(Stored items)
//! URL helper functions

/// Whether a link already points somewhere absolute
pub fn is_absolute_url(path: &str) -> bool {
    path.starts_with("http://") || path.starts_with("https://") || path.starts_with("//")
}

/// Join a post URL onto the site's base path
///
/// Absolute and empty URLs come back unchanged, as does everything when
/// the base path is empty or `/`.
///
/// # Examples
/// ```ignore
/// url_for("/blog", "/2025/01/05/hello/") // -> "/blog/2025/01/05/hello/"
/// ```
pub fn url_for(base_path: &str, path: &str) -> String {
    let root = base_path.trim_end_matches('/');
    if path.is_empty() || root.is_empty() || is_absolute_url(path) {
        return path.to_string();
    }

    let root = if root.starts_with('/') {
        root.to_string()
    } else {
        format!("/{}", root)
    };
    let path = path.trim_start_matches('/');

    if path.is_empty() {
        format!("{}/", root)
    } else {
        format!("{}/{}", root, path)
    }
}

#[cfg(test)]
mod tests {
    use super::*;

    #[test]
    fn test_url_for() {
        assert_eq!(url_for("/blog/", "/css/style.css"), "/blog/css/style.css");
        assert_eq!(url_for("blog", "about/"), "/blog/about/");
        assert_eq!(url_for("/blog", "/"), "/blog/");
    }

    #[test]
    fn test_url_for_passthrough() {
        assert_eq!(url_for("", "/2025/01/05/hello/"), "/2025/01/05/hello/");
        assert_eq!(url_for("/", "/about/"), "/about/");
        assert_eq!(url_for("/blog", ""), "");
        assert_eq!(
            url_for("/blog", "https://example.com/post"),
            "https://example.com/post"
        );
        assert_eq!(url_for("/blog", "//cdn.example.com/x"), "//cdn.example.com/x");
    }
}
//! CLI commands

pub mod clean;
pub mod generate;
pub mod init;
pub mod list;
---
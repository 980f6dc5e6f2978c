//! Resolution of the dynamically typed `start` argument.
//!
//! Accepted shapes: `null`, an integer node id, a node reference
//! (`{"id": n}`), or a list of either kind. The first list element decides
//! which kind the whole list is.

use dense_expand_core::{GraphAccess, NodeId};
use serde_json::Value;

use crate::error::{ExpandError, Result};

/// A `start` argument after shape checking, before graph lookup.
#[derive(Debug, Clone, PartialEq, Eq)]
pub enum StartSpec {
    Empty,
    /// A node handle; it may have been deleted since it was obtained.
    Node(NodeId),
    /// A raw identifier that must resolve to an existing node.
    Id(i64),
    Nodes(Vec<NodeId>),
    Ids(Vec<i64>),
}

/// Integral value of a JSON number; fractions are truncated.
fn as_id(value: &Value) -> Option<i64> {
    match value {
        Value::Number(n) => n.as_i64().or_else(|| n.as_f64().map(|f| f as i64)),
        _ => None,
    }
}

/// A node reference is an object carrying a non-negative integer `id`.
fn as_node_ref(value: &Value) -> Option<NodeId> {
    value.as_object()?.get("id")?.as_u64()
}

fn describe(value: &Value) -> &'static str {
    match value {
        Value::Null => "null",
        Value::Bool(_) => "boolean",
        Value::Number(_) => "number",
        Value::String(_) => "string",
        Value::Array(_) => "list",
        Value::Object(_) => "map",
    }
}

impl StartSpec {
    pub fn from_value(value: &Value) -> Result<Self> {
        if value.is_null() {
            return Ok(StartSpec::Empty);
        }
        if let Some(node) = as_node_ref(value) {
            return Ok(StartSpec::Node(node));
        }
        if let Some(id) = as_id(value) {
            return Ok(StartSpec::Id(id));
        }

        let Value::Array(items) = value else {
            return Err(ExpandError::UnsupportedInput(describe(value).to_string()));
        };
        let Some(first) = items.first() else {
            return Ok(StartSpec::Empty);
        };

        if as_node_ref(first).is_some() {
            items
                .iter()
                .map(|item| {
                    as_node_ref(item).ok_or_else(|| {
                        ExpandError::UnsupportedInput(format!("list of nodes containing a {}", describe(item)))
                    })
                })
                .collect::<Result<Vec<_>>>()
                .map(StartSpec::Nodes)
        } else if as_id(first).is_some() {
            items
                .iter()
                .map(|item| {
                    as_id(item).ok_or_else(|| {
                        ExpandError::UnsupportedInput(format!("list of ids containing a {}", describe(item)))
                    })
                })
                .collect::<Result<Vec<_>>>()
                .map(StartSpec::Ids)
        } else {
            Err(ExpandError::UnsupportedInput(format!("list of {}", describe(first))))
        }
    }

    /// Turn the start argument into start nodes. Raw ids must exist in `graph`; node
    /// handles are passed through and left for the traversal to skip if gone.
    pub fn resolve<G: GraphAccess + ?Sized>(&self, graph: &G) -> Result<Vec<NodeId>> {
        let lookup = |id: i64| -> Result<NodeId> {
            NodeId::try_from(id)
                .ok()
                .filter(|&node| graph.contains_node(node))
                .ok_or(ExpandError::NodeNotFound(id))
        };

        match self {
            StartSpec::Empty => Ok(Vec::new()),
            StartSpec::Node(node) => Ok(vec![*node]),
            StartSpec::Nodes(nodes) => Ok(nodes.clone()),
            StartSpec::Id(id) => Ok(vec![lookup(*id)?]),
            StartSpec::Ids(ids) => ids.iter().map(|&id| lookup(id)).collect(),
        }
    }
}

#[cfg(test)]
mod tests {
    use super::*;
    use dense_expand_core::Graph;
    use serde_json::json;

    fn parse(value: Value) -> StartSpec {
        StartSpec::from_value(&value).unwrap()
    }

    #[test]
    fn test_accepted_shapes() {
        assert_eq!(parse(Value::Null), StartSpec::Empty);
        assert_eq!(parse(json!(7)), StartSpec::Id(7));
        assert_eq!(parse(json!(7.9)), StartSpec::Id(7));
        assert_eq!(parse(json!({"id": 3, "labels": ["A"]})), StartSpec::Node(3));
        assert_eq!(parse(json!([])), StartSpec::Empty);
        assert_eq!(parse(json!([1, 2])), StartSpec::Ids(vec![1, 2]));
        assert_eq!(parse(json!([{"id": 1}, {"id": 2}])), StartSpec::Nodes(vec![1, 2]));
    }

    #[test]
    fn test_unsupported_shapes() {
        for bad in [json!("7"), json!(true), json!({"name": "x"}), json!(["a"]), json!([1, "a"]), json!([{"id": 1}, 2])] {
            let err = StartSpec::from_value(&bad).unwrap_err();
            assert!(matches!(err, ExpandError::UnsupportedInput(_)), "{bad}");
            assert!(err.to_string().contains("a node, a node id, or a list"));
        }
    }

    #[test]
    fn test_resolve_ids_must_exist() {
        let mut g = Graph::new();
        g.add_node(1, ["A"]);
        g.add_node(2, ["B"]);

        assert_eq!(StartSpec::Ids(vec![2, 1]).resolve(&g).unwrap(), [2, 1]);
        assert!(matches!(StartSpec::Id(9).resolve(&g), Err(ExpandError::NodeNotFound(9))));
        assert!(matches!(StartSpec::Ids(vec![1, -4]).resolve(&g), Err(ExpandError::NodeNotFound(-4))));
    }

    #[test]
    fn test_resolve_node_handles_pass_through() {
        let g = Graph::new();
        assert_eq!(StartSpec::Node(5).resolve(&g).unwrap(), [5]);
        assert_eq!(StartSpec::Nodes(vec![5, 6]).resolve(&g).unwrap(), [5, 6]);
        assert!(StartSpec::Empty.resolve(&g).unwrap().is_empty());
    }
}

TO DO:
Begin with the line above that has "URL helper functions" and continue through the line that has "pub fn url_for(base_path: &str, path: &str)", setting each one down exactly. Stop there.

PROBLEM SOLUTION:
//! URL helper functions

/// Whether a link already points somewhere absolute
pub fn is_absolute_url(path: &str) -> bool {
    path.starts_with("http://") || path.starts_with("https://") || path.starts_with("//")
}

/// Join a post URL onto the site's base path
///
/// Absolute and empty URLs come back unchanged, as does everything when
/// the base path is empty or `/`.
///
/// # Examples
/// ```ignore
/// url_for("/blog", "/2025/01/05/hello/") // -> "/blog/2025/01/05/hello/"
/// ```
pub fn url_for(base_path: &str, path: &str) -> String {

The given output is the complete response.